Il generale Kubacheff si portò alle labbra una sigaretta turca. — Leningrado — ordinò brusco. E quando Vasily gli ripeté che non riceveva risposta, sbuffò una nuvola di fumo grigio. — Rostov. Gorki. Qualcuno deve rispondere!

Vasily provò. Invano. Teneva gli occhi fissi sullo schermo, perché non voleva vedere nessuno degli uomini e delle donne che stavano dietro di lui. Ma non poteva evitare il riflesso delle loro immagini sul vetro dello schermo. Sembrano già fantasmi, pensò. Sentiva i loro bisbigli, i loro mormoni di spavento. Sentiva la fredda, appiccicosa paura che si era impadronita della base militare sotterranea.

— Non risponde neanche Vorkuta? — chiese il generale, e c'era una nota di supplica nella sua voce aspra.

— No, signore.

— Bratsk?

— No.

Vasily sentì singhiozzare una donna. Il generale gli posò pesantemente la mano sulla spalla. — Non c'è più nessuno — disse con voce rotta. — Tocca a noi. Inviate l'ordine di lancio, continuate a inviarlo finché saranno stati lanciati tutti i missili. Tutti, fino all'ultimo.

— Mia madre — disse qualcuno con voce atona — viveva a Rostov.

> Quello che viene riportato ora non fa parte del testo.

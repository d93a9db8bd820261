use parking_lot::Mutex;
use serde::{Deserialize, Serialize};
use std::collections::BTreeMap;

///
/// Metrics
/// Ephemeral, in-memory counters for collection lifecycle operations.
/// Shared across sessions, so state lives behind a process-wide lock.
///

#[derive(Clone, Debug, Default, Deserialize, Serialize)]
pub struct EventState {
    pub ops: EventOps,
    pub cache: CacheOps,
    pub roles: BTreeMap<String, RoleCounters>,
}

///
/// EventOps
///

#[derive(Clone, Debug, Default, Deserialize, Serialize)]
pub struct EventOps {
    pub lazy_loads: u64,
    pub rows_loaded: u64,
    pub queued_additions: u64,
    pub flush_plans: u64,
    pub recreates: u64,
    pub row_inserts: u64,
    pub row_updates: u64,
    pub row_deletes: u64,
    pub orphans_scheduled: u64,
}

///
/// CacheOps
///

#[derive(Clone, Debug, Default, Deserialize, Serialize)]
pub struct CacheOps {
    pub hits: u64,
    pub misses: u64,
    pub puts: u64,
    pub put_rejections: u64,
    pub evictions: u64,
    pub lock_contention: u64,
}

///
/// RoleCounters
///

#[derive(Clone, Debug, Default, Deserialize, Serialize)]
pub struct RoleCounters {
    pub lazy_loads: u64,
    pub rows_loaded: u64,
    pub queued_additions: u64,
    pub flush_plans: u64,
    pub recreates: u64,
    pub row_inserts: u64,
    pub row_updates: u64,
    pub row_deletes: u64,
    pub orphans_scheduled: u64,
}

///
/// EventReport
/// Point-in-time snapshot for endpoint/test plumbing.
///

pub type EventReport = EventState;

static EVENT_STATE: Mutex<Option<EventState>> = Mutex::new(None);

/// Borrow metrics mutably.
pub(crate) fn with_state_mut<R>(f: impl FnOnce(&mut EventState) -> R) -> R {
    let mut guard = EVENT_STATE.lock();
    f(guard.get_or_insert_with(EventState::default))
}

/// Snapshot the current metrics state.
#[must_use]
pub(crate) fn report() -> EventReport {
    with_state_mut(|m| m.clone())
}

/// Reset all counters (useful in tests).
pub(crate) fn reset_all() {
    with_state_mut(|m| *m = EventState::default());
}
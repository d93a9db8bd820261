//! Dialect-neutral statement text builders.
//!
//! The synchronizer renders to the lowest common denominator: positional `?`
//! placeholders, no quoting, no dialect hooks. Rendering is mechanical; the
//! interesting part is which statement family the descriptor selects.

use crate::model::ColumnModel;
use std::fmt::Write;

///
/// InsertBuilder
///

#[derive(Debug)]
pub(crate) struct InsertBuilder {
    table: String,
    columns: Vec<String>,
}

impl InsertBuilder {
    #[must_use]
    pub(crate) fn new(table: &str) -> Self {
        Self {
            table: table.to_string(),
            columns: Vec::new(),
        }
    }

    #[must_use]
    pub(crate) fn columns(mut self, columns: &[ColumnModel]) -> Self {
        self.columns
            .extend(columns.iter().map(|c| c.name.clone()));
        self
    }

    #[must_use]
    pub(crate) fn column(mut self, column: &ColumnModel) -> Self {
        self.columns.push(column.name.clone());
        self
    }

    #[must_use]
    pub(crate) fn build(self) -> String {
        let placeholders = vec!["?"; self.columns.len()].join(", ");
        format!(
            "insert into {} ({}) values ({placeholders})",
            self.table,
            self.columns.join(", ")
        )
    }
}

///
/// UpdateBuilder
///

#[derive(Debug)]
pub(crate) struct UpdateBuilder {
    table: String,
    assignments: Vec<String>,
    predicates: Vec<String>,
}

impl UpdateBuilder {
    #[must_use]
    pub(crate) fn new(table: &str) -> Self {
        Self {
            table: table.to_string(),
            assignments: Vec::new(),
            predicates: Vec::new(),
        }
    }

    #[must_use]
    pub(crate) fn set_columns(mut self, columns: &[ColumnModel]) -> Self {
        self.assignments
            .extend(columns.iter().map(|c| format!("{} = ?", c.name)));
        self
    }

    #[must_use]
    pub(crate) fn set_null(mut self, columns: &[ColumnModel]) -> Self {
        self.assignments
            .extend(columns.iter().map(|c| format!("{} = null", c.name)));
        self
    }

    #[must_use]
    pub(crate) fn where_columns(mut self, columns: &[ColumnModel]) -> Self {
        self.predicates
            .extend(columns.iter().map(|c| format!("{} = ?", c.name)));
        self
    }

    #[must_use]
    pub(crate) fn build(self) -> String {
        let mut sql = format!("update {} set {}", self.table, self.assignments.join(", "));
        if !self.predicates.is_empty() {
            let _ = write!(sql, " where {}", self.predicates.join(" and "));
        }
        sql
    }
}

///
/// DeleteBuilder
///

#[derive(Debug)]
pub(crate) struct DeleteBuilder {
    table: String,
    predicates: Vec<String>,
}

impl DeleteBuilder {
    #[must_use]
    pub(crate) fn new(table: &str) -> Self {
        Self {
            table: table.to_string(),
            predicates: Vec::new(),
        }
    }

    #[must_use]
    pub(crate) fn where_columns(mut self, columns: &[ColumnModel]) -> Self {
        self.predicates
            .extend(columns.iter().map(|c| format!("{} = ?", c.name)));
        self
    }

    #[must_use]
    pub(crate) fn build(self) -> String {
        format!(
            "delete from {} where {}",
            self.table,
            self.predicates.join(" and ")
        )
    }
}
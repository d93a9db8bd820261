use crate::{
    cache::Timestamp,
    error::InternalError,
    value::{EntityId, RowId, Value},
};
use std::fmt;
use ulid::Ulid;

///
/// SessionContext
///
/// The slice of the owning session/unit-of-work that the collection engine
/// consumes. Handles never hold a session reference; the context is passed
/// explicitly into every operation so tests can construct isolated fakes.
///
/// A session is single-threaded by contract. Concurrency exists across
/// sessions, which share only the cache gateway and the backing store.
///

pub trait SessionContext {
    fn id(&self) -> SessionId;

    /// Is the session open?
    fn is_open(&self) -> bool;

    /// Is the session connected to the backing store?
    fn is_connected(&self) -> bool;

    /// Is this collection registered in the session's identity map?
    fn contains_collection(&self, key: &CollectionKey) -> bool;

    /// Execute the backing query for a lazy load and return its rows.
    /// Blocks on a database round-trip.
    fn load_rows(&self, key: &CollectionKey) -> Result<Vec<LoadedRow>, InternalError>;

    /// Resolve an element to its persistent identifier, or `None` when the
    /// element is transient (not yet persisted).
    fn entity_identifier(&self, element: &Value) -> Option<EntityId>;

    /// Is this entity re-added to a different collection owned by the same
    /// session before flush? Such elements are disassociated, not deleted,
    /// even under orphan-delete.
    fn is_referenced_elsewhere(&self, id: EntityId, role: &str) -> bool;

    /// Generate a surrogate row id for a fresh identifier-bag entry.
    fn next_row_id(&self) -> RowId;

    /// Timestamp at which the current transaction began; gates cache reads.
    fn timestamp(&self) -> Timestamp;
}

///
/// SessionId
///

#[derive(Clone, Copy, Debug, Eq, Hash, Ord, PartialEq, PartialOrd)]
pub struct SessionId(Ulid);

impl SessionId {
    #[must_use]
    pub const fn from_ulid(ulid: Ulid) -> Self {
        Self(ulid)
    }
}

impl From<u128> for SessionId {
    fn from(raw: u128) -> Self {
        Self(Ulid(raw))
    }
}

impl fmt::Display for SessionId {
    fn fmt(&self, f: &mut fmt::Formatter<'_>) -> fmt::Result {
        write!(f, "{}", self.0)
    }
}

///
/// CollectionKey
///
/// Identity of one association instance: role plus owning entity key.
///

#[derive(Clone, Debug, Eq, Hash, Ord, PartialEq, PartialOrd)]
pub struct CollectionKey {
    pub role: String,
    pub owner: Value,
}

impl CollectionKey {
    #[must_use]
    pub fn new(role: impl Into<String>, owner: Value) -> Self {
        Self {
            role: role.into(),
            owner,
        }
    }
}

impl fmt::Display for CollectionKey {
    fn fmt(&self, f: &mut fmt::Formatter<'_>) -> fmt::Result {
        write!(f, "{}#{}", self.role, self.owner)
    }
}

///
/// LoadedRow
///
/// One result row fed through the load protocol. The session hydrates column
/// values; the handle decides where the element lands.
///

#[derive(Clone, Debug, PartialEq)]
pub struct LoadedRow {
    pub element: Value,
    /// Index column value for sequences (`Int`) and maps (the key).
    pub index: Option<Value>,
    /// Surrogate row id for identifier bags.
    pub identifier: Option<RowId>,
}

impl LoadedRow {
    #[must_use]
    pub const fn element(element: Value) -> Self {
        Self {
            element,
            index: None,
            identifier: None,
        }
    }

    #[must_use]
    pub const fn indexed(index: Value, element: Value) -> Self {
        Self {
            element,
            index: Some(index),
            identifier: None,
        }
    }

    #[must_use]
    pub const fn identified(identifier: RowId, element: Value) -> Self {
        Self {
            element,
            index: None,
            identifier: Some(identifier),
        }
    }
}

Viveva. Pensavano già al passato. Vasily Petrovic Brudnoy tolse la copertura di sicurezza dal pulsante rosso, stringendo i denti tanto da sentire un dolore alle mascelle. Posò il pollice sul pulsante rosso e guardò lo schermo. Se gli americani hanno colpito i nostri silos, siamo fritti, pensò. Ma quasi immediatamente i grappoli di luce da arancione diventarono verdi.

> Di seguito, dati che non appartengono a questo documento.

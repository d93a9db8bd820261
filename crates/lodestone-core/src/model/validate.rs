use crate::{
    error::InternalError,
    model::{CollectionDescriptor, CollectionKind},
};
use std::collections::BTreeSet;

/// Validate a descriptor before any handle is ever created.
///
/// All failures here are configuration faults, fatal at startup; the runtime
/// assumes every descriptor it sees has passed this check.
pub fn validate_descriptor(descriptor: &CollectionDescriptor) -> Result<(), InternalError> {
    let role = &descriptor.role;

    if role.is_empty() {
        return Err(InternalError::config("collection role must be non-empty"));
    }
    if descriptor.table.is_empty() {
        return Err(InternalError::config(format!(
            "missing table name for collection: {role}"
        )));
    }
    if descriptor.key_columns.is_empty() {
        return Err(InternalError::config(format!(
            "missing key column(s) for collection: {role}"
        )));
    }
    if descriptor.element_columns.is_empty() {
        return Err(InternalError::config(format!(
            "missing element column(s) for collection: {role}"
        )));
    }

    if descriptor.kind.is_indexed() && !descriptor.has_index() {
        return Err(InternalError::config(format!(
            "indexed collection has no index column(s): {role}"
        )));
    }
    if !descriptor.kind.is_indexed() && descriptor.has_index() {
        return Err(InternalError::config(format!(
            "index column(s) declared for unindexed collection: {role}"
        )));
    }

    if descriptor.kind == CollectionKind::IdentifierBag && !descriptor.has_identifier() {
        return Err(InternalError::config(format!(
            "identifier bag has no identifier column: {role}"
        )));
    }
    if descriptor.kind != CollectionKind::IdentifierBag && descriptor.has_identifier() {
        return Err(InternalError::config(format!(
            "identifier column declared for {} collection: {role}",
            descriptor.kind
        )));
    }

    // One-to-many rows live in the child's own table; a surrogate collection
    // row id has nothing to identify there.
    if descriptor.is_one_to_many && descriptor.has_identifier() {
        return Err(InternalError::config(format!(
            "one-to-many collections with identifiers are not supported: {role}"
        )));
    }

    check_column_duplication(descriptor)?;

    Ok(())
}

// A column may appear in at most one of key/index/identifier/element.
fn check_column_duplication(descriptor: &CollectionDescriptor) -> Result<(), InternalError> {
    let mut distinct: BTreeSet<&str> = BTreeSet::new();

    let all = descriptor
        .key_columns
        .iter()
        .chain(&descriptor.index_columns)
        .chain(&descriptor.identifier_column)
        .chain(&descriptor.element_columns);

    for column in all {
        if !distinct.insert(column.name.as_str()) {
            return Err(InternalError::config(format!(
                "repeated column in mapping for collection: {} column: {}",
                descriptor.role, column.name
            )));
        }
    }

    Ok(())
}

Alle sue spalle, il generale Kubacheff borbottò: — Se non altro i comandi automatici funzionano ancora. Non sono riusciti a metterli fuori uso neanche i tiri diretti. Li avevamo sistemati bene in profondità. — Vasily sentì l'aroma, quasi il gusto dell'ultimo sbuffo di fumo della sua sigaretta. — Bene — disse. — Questa è la fine di tutto. Per lo meno, quei bastardi di americani non vivranno tanto da godersi la vittoria.